_Records drawn from a dataset_:
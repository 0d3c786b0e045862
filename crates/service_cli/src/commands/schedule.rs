//! Schedule command implementation
//!
//! Lists the first occurrences of a subscription, one per line.

use std::io::Write;

use billing_schedule::interval::{IntervalCalculator, MAX_OCCURRENCES};
use tracing::{info, trace, warn};

use crate::config::ConfigError;
use crate::Result;

/// Run the schedule command
///
/// `count` overrides the configured `schedule_count`. Requests beyond the
/// occurrence ceiling are reduced to it with a warning.
pub fn run<W: Write>(
    out: &mut W,
    calculator: &IntervalCalculator,
    count: Option<u32>,
    configured_count: u32,
) -> Result<()> {
    let mut count = count.unwrap_or(configured_count);
    if count == 0 {
        return Err(ConfigError::InvalidScheduleCount(count).into());
    }
    if count > MAX_OCCURRENCES {
        warn!(
            requested = count,
            max = MAX_OCCURRENCES,
            "Schedule truncated to the occurrence limit"
        );
        count = MAX_OCCURRENCES;
    }

    info!(
        count,
        interval = %calculator.interval(),
        start = %calculator.start_date(),
        "Listing schedule"
    );

    for number in 1..=count {
        let date = calculator.date_of_occurrence(number)?;
        trace!(number, %date, "Occurrence");
        writeln!(out, "{}\t{}", number, date)?;
    }

    Ok(())
}
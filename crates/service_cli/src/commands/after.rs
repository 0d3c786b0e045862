//! After command implementation
//!
//! Prints the first occurrence strictly after a reference date.

use std::io::Write;

use billing_core::types::Date;
use billing_schedule::interval::IntervalCalculator;
use tracing::info;

use crate::Result;

/// Run the after command
pub fn run<W: Write>(out: &mut W, calculator: &IntervalCalculator, after: &str) -> Result<()> {
    let after = Date::parse(after)?;
    info!(%after, interval = %calculator.interval(), "Searching for next occurrence");

    let date = calculator.first_occurrence_after(after)?;
    writeln!(out, "{}", date)?;

    Ok(())
}
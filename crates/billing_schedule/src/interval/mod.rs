//! Billing interval calculation.
//!
//! This module provides:
//! - [`IntervalCalculator`]: Occurrence dates for a subscription start date and interval
//! - [`Interval`]: A validated `(length, unit)` pair
//! - [`IntervalUnit`]: Interval granularity (days or calendar months)
//! - [`Occurrence`] / [`Occurrences`]: Numbered occurrence dates and their iterator
//!
//! # Examples
//!
//! ```
//! use billing_schedule::interval::{IntervalCalculator, IntervalUnit};
//! use billing_core::types::Date;
//!
//! let calc = IntervalCalculator::new(
//!     1,
//!     IntervalUnit::Months,
//!     Date::from_ymd(2019, 1, 31).unwrap(),
//! )
//! .unwrap();
//!
//! // February has no 31st: the occurrence lands on the last day of February
//! assert_eq!(
//!     calc.date_of_occurrence(2).unwrap(),
//!     Date::from_ymd(2019, 2, 28).unwrap()
//! );
//! ```

mod calculator;
mod definition;
mod error;
mod occurrence;
mod unit;

pub use calculator::{IntervalCalculator, MAX_OCCURRENCES};
pub use definition::Interval;
pub use error::{IntervalError, RangeError, ValidationError};
pub use occurrence::{Occurrence, Occurrences};
pub use unit::IntervalUnit;
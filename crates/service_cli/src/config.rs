//! CLI configuration management
//!
//! Handles loading configuration from a TOML file, environment variables, and
//! command line flags.
//!
//! ```toml
//! log_level = "info"
//! schedule_count = 12
//!
//! [subscription]
//! length = 1
//! unit = "months"
//! start = "2019-01-31"
//! ```

use billing_core::types::Date;
use billing_schedule::interval::{IntervalUnit, MAX_OCCURRENCES};
use serde::Deserialize;
use std::path::{Path, PathBuf};
use std::str::FromStr;
use thiserror::Error;

/// Environment variable overriding the log level.
pub const ENV_LOG_LEVEL: &str = "BILLING_LOG_LEVEL";
/// Environment variable overriding the default schedule length.
pub const ENV_SCHEDULE_COUNT: &str = "BILLING_SCHEDULE_COUNT";

/// Configuration error types
#[derive(Debug, Error)]
pub enum ConfigError {
    /// Unknown log level name.
    #[error("Invalid log level: {0}. Must be one of: trace, debug, info, warn, error")]
    InvalidLogLevel(String),

    /// Schedule count outside 1..=MAX_OCCURRENCES.
    #[error("Invalid schedule count: {0}. Must be between 1 and {max}", max = MAX_OCCURRENCES)]
    InvalidScheduleCount(u32),

    /// Configuration file could not be read or parsed.
    #[error("Configuration file error: {0}")]
    FileError(String),

    /// Environment variable holds an unusable value.
    #[error("Environment variable error: {0}")]
    EnvError(String),
}

/// Log levels supported by the CLI
#[derive(Debug, Clone, Copy, PartialEq, Eq, Default)]
pub enum LogLevel {
    /// Everything, including per-occurrence detail.
    Trace,
    /// Resolved inputs and configuration.
    Debug,
    /// Command lifecycle.
    #[default]
    Info,
    /// Adjusted requests.
    Warn,
    /// Failures only.
    Error,
}

impl FromStr for LogLevel {
    type Err = ConfigError;

    fn from_str(s: &str) -> Result<Self, Self::Err> {
        match s.to_lowercase().as_str() {
            "trace" => Ok(LogLevel::Trace),
            "debug" => Ok(LogLevel::Debug),
            "info" => Ok(LogLevel::Info),
            "warn" => Ok(LogLevel::Warn),
            "error" => Ok(LogLevel::Error),
            _ => Err(ConfigError::InvalidLogLevel(s.to_string())),
        }
    }
}

impl LogLevel {
    /// Convert log level to tracing filter string
    pub fn as_filter_str(&self) -> &'static str {
        match self {
            LogLevel::Trace => "trace",
            LogLevel::Debug => "debug",
            LogLevel::Info => "info",
            LogLevel::Warn => "warn",
            LogLevel::Error => "error",
        }
    }
}

impl std::fmt::Display for LogLevel {
    fn fmt(&self, f: &mut std::fmt::Formatter<'_>) -> std::fmt::Result {
        write!(f, "{}", self.as_filter_str())
    }
}

fn deserialize_log_level<'de, D>(deserializer: D) -> Result<LogLevel, D::Error>
where
    D: serde::Deserializer<'de>,
{
    let s = String::deserialize(deserializer)?;
    LogLevel::from_str(&s).map_err(serde::de::Error::custom)
}

/// Default subscription used when the command line omits interval arguments.
#[derive(Debug, Clone, Default, PartialEq, Eq, Deserialize)]
#[serde(default)]
pub struct SubscriptionDefaults {
    /// Number of units per interval.
    pub length: Option<u32>,
    /// Interval unit.
    pub unit: Option<IntervalUnit>,
    /// Date of the first occurrence (quoted ISO 8601 string).
    pub start: Option<Date>,
}

/// CLI configuration structure
#[derive(Debug, Clone, PartialEq, Eq, Deserialize)]
#[serde(default)]
pub struct CliConfig {
    /// Log level
    #[serde(deserialize_with = "deserialize_log_level")]
    pub log_level: LogLevel,
    /// Number of occurrences `schedule` lists when `--count` is absent
    pub schedule_count: u32,
    /// Default subscription
    pub subscription: SubscriptionDefaults,
}

impl Default for CliConfig {
    fn default() -> Self {
        Self {
            log_level: LogLevel::Info,
            schedule_count: 12,
            subscription: SubscriptionDefaults::default(),
        }
    }
}

impl CliConfig {
    /// Load configuration from a TOML file
    pub fn from_file(path: &Path) -> Result<Self, ConfigError> {
        let content = std::fs::read_to_string(path)
            .map_err(|e| ConfigError::FileError(format!("Failed to read config file: {}", e)))?;

        Self::from_toml_str(&content)
    }

    /// Parse configuration from TOML text
    pub fn from_toml_str(content: &str) -> Result<Self, ConfigError> {
        let config: CliConfig = toml::from_str(content)
            .map_err(|e| ConfigError::FileError(format!("Failed to parse TOML: {}", e)))?;

        config.validate()?;
        Ok(config)
    }

    /// Apply environment variable overrides.
    ///
    /// `lookup` maps a variable name to its value; production code passes
    /// `std::env::var(..).ok()`.
    pub fn apply_env<F>(&mut self, lookup: F) -> Result<(), ConfigError>
    where
        F: Fn(&str) -> Option<String>,
    {
        if let Some(level) = lookup(ENV_LOG_LEVEL) {
            self.log_level = LogLevel::from_str(&level)?;
        }

        if let Some(count) = lookup(ENV_SCHEDULE_COUNT) {
            self.schedule_count = count.trim().parse().map_err(|_| {
                ConfigError::EnvError(format!("{} is not a number: {}", ENV_SCHEDULE_COUNT, count))
            })?;
        }

        Ok(())
    }

    /// Merge with CLI arguments (CLI takes precedence)
    pub fn merge_with_cli(&mut self, cli: &CliArgs) -> Result<(), ConfigError> {
        if let Some(log_level) = &cli.log_level {
            self.log_level = LogLevel::from_str(log_level)?;
        }
        if cli.verbose && self.log_level != LogLevel::Trace {
            self.log_level = LogLevel::Debug;
        }
        Ok(())
    }

    /// Validate the configuration
    pub fn validate(&self) -> Result<(), ConfigError> {
        if !(1..=MAX_OCCURRENCES).contains(&self.schedule_count) {
            return Err(ConfigError::InvalidScheduleCount(self.schedule_count));
        }
        Ok(())
    }
}

/// Configuration-relevant command line arguments
#[derive(Debug, Clone, Default)]
pub struct CliArgs {
    /// Config file path
    pub config_file: Option<PathBuf>,
    /// Log level override
    pub log_level: Option<String>,
    /// Verbose output (raises the log level to debug)
    pub verbose: bool,
}

/// Build configuration from all sources
///
/// Priority (highest to lowest):
/// 1. CLI arguments
/// 2. Environment variables
/// 3. Config file
/// 4. Default values
pub fn build_config(cli: &CliArgs) -> Result<CliConfig, ConfigError> {
    build_config_with_env(cli, |name| std::env::var(name).ok())
}

/// [`build_config`] with an explicit environment lookup.
pub fn build_config_with_env<F>(cli: &CliArgs, lookup: F) -> Result<CliConfig, ConfigError>
where
    F: Fn(&str) -> Option<String>,
{
    let mut config = match &cli.config_file {
        Some(path) => CliConfig::from_file(path)?,
        None => CliConfig::default(),
    };

    config.apply_env(lookup)?;
    config.merge_with_cli(cli)?;
    config.validate()?;

    Ok(config)
}
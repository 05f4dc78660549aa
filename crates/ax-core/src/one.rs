//! The base object capability.

use crate::capability::{Capability, TypeInfo};

/// Base capability shared by every runtime object.
///
/// An object's [`TypeInfo`] is fixed at construction and never changes.
/// Use `downcast_ref` on `dyn One` to recover the concrete type.
pub trait One: std::any::Any {
    /// The static type table of this object's concrete type.
    fn type_info(&self) -> &'static TypeInfo;

    /// Most specific name of the concrete type.
    fn name(&self) -> &'static str {
        self.type_info().name()
    }

    /// Whether the object implements `cap`.
    fn is(&self, cap: Capability) -> bool {
        self.type_info().is(cap)
    }

    /// Whether the object implements the capability called `name`.
    fn is_named(&self, name: &str) -> bool {
        self.type_info().is_named(name)
    }
}

impl dyn One {
    /// Attempt to downcast to a concrete object type.
    pub fn downcast_ref<T: One>(&self) -> Option<&T> {
        (self as &dyn std::any::Any).downcast_ref::<T>()
    }

    /// Attempt to downcast to a concrete object type, mutably.
    pub fn downcast_mut<T: One>(&mut self) -> Option<&mut T> {
        (self as &mut dyn std::any::Any).downcast_mut::<T>()
    }
}

/// Abort on an operation the receiver's type does not provide.
///
/// Optional capabilities (copy, move, ...) default to calling this. An
/// unsupported operation is a defect in the caller, never a runtime
/// failure, so it panics instead of returning an error.
#[cold]
#[track_caller]
pub fn unsupported(name: &str, op: &str) -> ! {
    panic!("operation {op} for {name} is not supported")
}

#[cfg(test)]
mod tests {
    use super::*;

    static PLAIN: TypeInfo = TypeInfo::new("one", &[Capability::One]);

    struct Plain;

    impl One for Plain {
        fn type_info(&self) -> &'static TypeInfo {
            &PLAIN
        }
    }

    #[test]
    fn defaults_read_type_info() {
        let p = Plain;
        assert_eq!(p.name(), "one");
        assert!(p.is(Capability::One));
        assert!(!p.is(Capability::Any));
        assert!(p.is_named("one"));
    }

    #[test]
    fn downcast_through_dyn_one() {
        let p: Box<dyn One> = Box::new(Plain);
        assert!(p.downcast_ref::<Plain>().is_some());
    }

    #[test]
    #[should_panic(expected = "operation copy for one is not supported")]
    fn unsupported_panics() {
        unsupported("one", "copy");
    }
}
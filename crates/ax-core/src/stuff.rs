//! Element-type descriptors.
//!
//! A [`Stuff`] tells a container how to treat the values it stores: how to
//! hash, compare, copy, default-initialise and release them. Descriptors
//! are plain tables of function pointers, `Copy`, and shared by value;
//! a container keeps its own copy and never frees it.

use std::collections::hash_map::DefaultHasher;
use std::fmt;
use std::hash::{Hash, Hasher};

/// Element-type descriptor.
pub struct Stuff<T> {
    /// Type name used in dumps and diagnostics.
    pub name: &'static str,
    /// Hash of a value. Equal values must hash equally.
    pub hash: fn(&T) -> u64,
    /// Equality.
    pub equal: fn(&T, &T) -> bool,
    /// Strict ordering.
    pub less: fn(&T, &T) -> bool,
    /// Deep copy.
    pub copy: fn(&T) -> T,
    /// Default value, used when a container fills new slots.
    pub init: fn() -> T,
    /// Release hook run on every element a container destroys.
    pub free: fn(T),
}

impl<T> Clone for Stuff<T> {
    fn clone(&self) -> Self {
        *self
    }
}

impl<T> Copy for Stuff<T> {}

impl<T> fmt::Debug for Stuff<T> {
    fn fmt(&self, f: &mut fmt::Formatter<'_>) -> fmt::Result {
        f.debug_struct("Stuff").field("name", &self.name).finish()
    }
}

impl<T> Stuff<T> {
    /// Hash `value`.
    pub fn hash_of(&self, value: &T) -> u64 {
        (self.hash)(value)
    }

    /// Compare two values for equality.
    pub fn equals(&self, a: &T, b: &T) -> bool {
        (self.equal)(a, b)
    }

    /// Whether `a` orders strictly before `b`.
    pub fn less_than(&self, a: &T, b: &T) -> bool {
        (self.less)(a, b)
    }

    /// Copy `value`.
    pub fn dup(&self, value: &T) -> T {
        (self.copy)(value)
    }

    /// Produce a default value.
    pub fn make(&self) -> T {
        (self.init)()
    }

    /// Release `value` through the free hook.
    pub fn release(&self, value: T) {
        (self.free)(value)
    }
}

impl<T: Hash + Ord + Clone + Default> Stuff<T> {
    /// Descriptor built from the type's own trait implementations.
    pub const fn native(name: &'static str) -> Self {
        Self {
            name,
            hash: hash_native::<T>,
            equal: equal_native::<T>,
            less: less_native::<T>,
            copy: T::clone,
            init: T::default,
            free: std::mem::drop::<T>,
        }
    }
}

fn hash_native<T: Hash>(value: &T) -> u64 {
    let mut hasher = DefaultHasher::new();
    value.hash(&mut hasher);
    hasher.finish()
}

fn equal_native<T: Eq>(a: &T, b: &T) -> bool {
    a == b
}

fn less_native<T: Ord>(a: &T, b: &T) -> bool {
    a < b
}

// Floats compare by total order so that they can serve as map keys.
fn hash_f64(value: &f64) -> u64 {
    hash_native(&value.to_bits())
}

fn equal_f64(a: &f64, b: &f64) -> bool {
    a.total_cmp(b).is_eq()
}

fn less_f64(a: &f64, b: &f64) -> bool {
    a.total_cmp(b).is_lt()
}

fn hash_f32(value: &f32) -> u64 {
    hash_native(&value.to_bits())
}

fn equal_f32(a: &f32, b: &f32) -> bool {
    a.total_cmp(b).is_eq()
}

fn less_f32(a: &f32, b: &f32) -> bool {
    a.total_cmp(b).is_lt()
}

fn copy_of<T: Copy>(value: &T) -> T {
    *value
}

fn zero_f64() -> f64 {
    0.0
}

fn zero_f32() -> f32 {
    0.0
}

/// `i8` descriptor.
pub const I8: Stuff<i8> = Stuff::native("i8");
/// `i16` descriptor.
pub const I16: Stuff<i16> = Stuff::native("i16");
/// `i32` descriptor.
pub const I32: Stuff<i32> = Stuff::native("i32");
/// `i64` descriptor.
pub const I64: Stuff<i64> = Stuff::native("i64");
/// `u8` descriptor.
pub const U8: Stuff<u8> = Stuff::native("u8");
/// `u16` descriptor.
pub const U16: Stuff<u16> = Stuff::native("u16");
/// `u32` descriptor.
pub const U32: Stuff<u32> = Stuff::native("u32");
/// `u64` descriptor.
pub const U64: Stuff<u64> = Stuff::native("u64");
/// `usize` descriptor.
pub const USIZE: Stuff<usize> = Stuff::native("usize");
/// `bool` descriptor.
pub const BOOL: Stuff<bool> = Stuff::native("bool");
/// Owned string descriptor.
pub const STR: Stuff<String> = Stuff::native("str");

/// `f32` descriptor (total order).
pub const F32: Stuff<f32> = Stuff {
    name: "f32",
    hash: hash_f32,
    equal: equal_f32,
    less: less_f32,
    copy: copy_of::<f32>,
    init: zero_f32,
    free: std::mem::drop::<f32>,
};

/// `f64` descriptor (total order).
pub const F64: Stuff<f64> = Stuff {
    name: "f64",
    hash: hash_f64,
    equal: equal_f64,
    less: less_f64,
    copy: copy_of::<f64>,
    init: zero_f64,
    free: std::mem::drop::<f64>,
};
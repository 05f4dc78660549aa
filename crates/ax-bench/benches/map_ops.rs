//! Criterion micro-benchmarks for hash map operations.

use std::hint::black_box;

use ax_bench::{keyed_map, spread_keys};
use ax_core::stuff::U64;
use ax_core::{Map, Traverse};
use ax_map::Hmap;
use criterion::{criterion_group, criterion_main, Criterion};

/// Benchmark: insert 10K distinct keys into a fresh map.
fn bench_put_10k(c: &mut Criterion) {
    let keys = spread_keys(10_000);
    c.bench_function("hmap_put_10k", |b| {
        b.iter(|| {
            let mut m = Hmap::new(U64, U64);
            for &k in &keys {
                m.put(k, k).unwrap();
            }
            black_box(m);
        });
    });
}

/// Benchmark: hit and miss lookups in a 10K map.
fn bench_find(c: &mut Criterion) {
    let m = keyed_map(10_000);
    let keys = spread_keys(20_000);
    c.bench_function("hmap_find_hit_10k", |b| {
        b.iter(|| {
            let mut sum = 0u64;
            for k in &keys[..10_000] {
                sum += m.value(black_box(k)).copied().unwrap_or(0);
            }
            black_box(sum);
        });
    });
    c.bench_function("hmap_find_miss_10k", |b| {
        b.iter(|| {
            let mut misses = 0u32;
            for k in &keys[10_000..] {
                misses += u32::from(m.find(black_box(k)) == m.end());
            }
            black_box(misses);
        });
    });
}

/// Benchmark: remove and re-insert one key in a 10K map.
fn bench_remove_put(c: &mut Criterion) {
    let mut m = keyed_map(10_000);
    let key = spread_keys(1)[0];
    c.bench_function("hmap_remove_put_10k", |b| {
        b.iter(|| {
            let v = m.remove(black_box(&key)).unwrap();
            m.put(key, v).unwrap();
        });
    });
}

criterion_group!(benches, bench_put_10k, bench_find, bench_remove_put);
criterion_main!(benches);
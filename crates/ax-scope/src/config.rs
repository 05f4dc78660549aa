//! Runtime configuration parameters.

use crate::error::ConfigError;

/// Configuration for a [`Runtime`](crate::Runtime).
///
/// Capacities are preallocation hints only; both arenas grow on demand.
#[derive(Clone, Debug, PartialEq, Eq)]
pub struct RuntimeConfig {
    /// Object slots reserved up front.
    ///
    /// Default: 64.
    pub object_capacity: usize,

    /// Scope slots reserved up front, including the root.
    ///
    /// Default: 8.
    pub scope_capacity: usize,

    /// Minimum number of tombstones in a scope's entry list before it is
    /// compacted. Compaction additionally requires tombstones to outnumber
    /// live entries.
    ///
    /// Default: 32. Must be at least 1.
    pub compact_threshold: usize,
}

impl RuntimeConfig {
    /// Default object slot reservation.
    pub const DEFAULT_OBJECT_CAPACITY: usize = 64;

    /// Default scope slot reservation.
    pub const DEFAULT_SCOPE_CAPACITY: usize = 8;

    /// Default compaction threshold.
    pub const DEFAULT_COMPACT_THRESHOLD: usize = 32;

    /// Create a config with default values.
    pub fn new() -> Self {
        Self {
            object_capacity: Self::DEFAULT_OBJECT_CAPACITY,
            scope_capacity: Self::DEFAULT_SCOPE_CAPACITY,
            compact_threshold: Self::DEFAULT_COMPACT_THRESHOLD,
        }
    }

    /// Check the config for values the runtime cannot work with.
    pub fn validate(&self) -> Result<(), ConfigError> {
        if self.compact_threshold == 0 {
            return Err(ConfigError::InvalidCompactThreshold {
                value: self.compact_threshold,
            });
        }
        Ok(())
    }
}

impl Default for RuntimeConfig {
    fn default() -> Self {
        Self::new()
    }
}

#[cfg(test)]
mod tests {
    use super::*;

    #[test]
    fn defaults_are_valid() {
        let config = RuntimeConfig::default();
        assert_eq!(config.compact_threshold, 32);
        assert!(config.validate().is_ok());
    }

    #[test]
    fn zero_threshold_rejected() {
        let config = RuntimeConfig {
            compact_threshold: 0,
            ..RuntimeConfig::new()
        };
        assert_eq!(
            config.validate(),
            Err(ConfigError::InvalidCompactThreshold { value: 0 })
        );
    }
}
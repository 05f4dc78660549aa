//! The collection ("box") capability and the iterator protocol.
//!
//! The capability is split in two traits:
//!
//! - [`Boxed`] is object-safe and element-agnostic: size, bounds, clear.
//!   It is what [`Any::as_boxed`](crate::Any::as_boxed) hands out when the
//!   concrete type is unknown.
//! - [`Traverse`] adds the element type and an opaque per-container
//!   position token, and defines the begin/end/rbegin/rend protocol every
//!   collection walks the same way.
//!
//! An [`Iter`] is only meaningful for the box that produced it and only
//! until that box is structurally mutated (insert, erase, clear).

use std::fmt;

use crate::any::Any;
use crate::id::BoxInstanceId;
use crate::stuff::Stuff;

/// Element-agnostic collection capability.
pub trait Boxed: Any {
    /// Number of elements.
    fn size(&self) -> usize;

    /// Upper bound on the number of elements.
    fn maxsize(&self) -> usize;

    /// Returns `true` if the box holds no elements.
    fn is_empty(&self) -> bool {
        self.size() == 0
    }

    /// Remove every element. Invalidates all outstanding iterators.
    fn clear(&mut self);

    /// Name of the element descriptor.
    fn elem_name(&self) -> &'static str;
}

/// Traversal direction of an [`Iter`].
#[derive(Clone, Copy, Debug, PartialEq, Eq, Hash)]
pub enum Direction {
    /// From `begin` towards `end`.
    Forward,
    /// From `rbegin` towards `rend`.
    Backward,
}

impl Direction {
    /// The opposite direction.
    pub fn flip(self) -> Self {
        match self {
            Self::Forward => Self::Backward,
            Self::Backward => Self::Forward,
        }
    }
}

/// Cursor over a box.
///
/// Equality compares the owning box and the position token only; a
/// forward and a backward iterator resting on the same token are equal.
#[derive(Clone, Copy)]
pub struct Iter<P> {
    owner: BoxInstanceId,
    pos: P,
    dir: Direction,
}

impl<P: Copy> Iter<P> {
    /// Build an iterator. Called by container implementations.
    pub fn new(owner: BoxInstanceId, pos: P, dir: Direction) -> Self {
        Self { owner, pos, dir }
    }

    /// The box this iterator belongs to.
    pub fn owner(&self) -> BoxInstanceId {
        self.owner
    }

    /// The opaque position token.
    pub fn pos(&self) -> P {
        self.pos
    }

    /// Move the iterator to another token of the same box.
    pub fn set_pos(&mut self, pos: P) {
        self.pos = pos;
    }

    /// Traversal direction.
    pub fn direction(&self) -> Direction {
        self.dir
    }

    /// Whether this iterator walks from `begin` towards `end`.
    pub fn is_forward(&self) -> bool {
        self.dir == Direction::Forward
    }
}

impl<P: PartialEq> PartialEq for Iter<P> {
    fn eq(&self, other: &Self) -> bool {
        self.owner == other.owner && self.pos == other.pos
    }
}

impl<P: Eq> Eq for Iter<P> {}

impl<P: fmt::Debug> fmt::Debug for Iter<P> {
    fn fmt(&self, f: &mut fmt::Formatter<'_>) -> fmt::Result {
        f.debug_struct("Iter")
            .field("owner", &self.owner)
            .field("pos", &self.pos)
            .field("dir", &self.dir)
            .finish()
    }
}

/// Typed traversal over a box.
///
/// `end` and `rend` are sentinels: [`get`](Traverse::get) returns `None`
/// for them and [`advance`](Traverse::advance) past them panics.
pub trait Traverse: Boxed {
    /// Stored element type.
    type Elem;

    /// Container-specific position token.
    type Pos: Copy + Eq + fmt::Debug;

    /// First element in forward order.
    fn begin(&self) -> Iter<Self::Pos>;

    /// Forward sentinel.
    fn end(&self) -> Iter<Self::Pos>;

    /// First element in backward order.
    fn rbegin(&self) -> Iter<Self::Pos>;

    /// Backward sentinel.
    fn rend(&self) -> Iter<Self::Pos>;

    /// Step `it` one element in its own direction.
    fn advance(&self, it: &mut Iter<Self::Pos>);

    /// Element under `it`, `None` at a sentinel.
    fn get(&self, it: &Iter<Self::Pos>) -> Option<&Self::Elem>;

    /// Mutable element under `it`, `None` at a sentinel.
    fn get_mut(&mut self, it: &Iter<Self::Pos>) -> Option<&mut Self::Elem>;

    /// Element descriptor the box was built with.
    fn elem_tr(&self) -> &Stuff<Self::Elem>;

    /// Walk from `begin` to `end`.
    fn iter(&self) -> Walk<'_, Self> {
        Walk {
            boxed: self,
            cur: self.begin(),
            stop: self.end(),
        }
    }

    /// Walk from `rbegin` to `rend`.
    fn iter_rev(&self) -> Walk<'_, Self> {
        Walk {
            boxed: self,
            cur: self.rbegin(),
            stop: self.rend(),
        }
    }
}

/// Std iterator adapter over the begin/end protocol.
pub struct Walk<'a, B: Traverse + ?Sized> {
    boxed: &'a B,
    cur: Iter<B::Pos>,
    stop: Iter<B::Pos>,
}

impl<'a, B: Traverse + ?Sized> Iterator for Walk<'a, B> {
    type Item = &'a B::Elem;

    fn next(&mut self) -> Option<Self::Item> {
        if self.cur == self.stop {
            return None;
        }
        let boxed = self.boxed;
        let item = boxed.get(&self.cur);
        boxed.advance(&mut self.cur);
        item
    }
}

_What the task requires_:
Every line above with the word "BoxInstanceId" is to be copied out.

_Answer to the problem_:
use crate::id::BoxInstanceId;
    owner: BoxInstanceId,
    pub fn new(owner: BoxInstanceId, pos: P, dir: Direction) -> Self {
    pub fn owner(&self) -> BoxInstanceId {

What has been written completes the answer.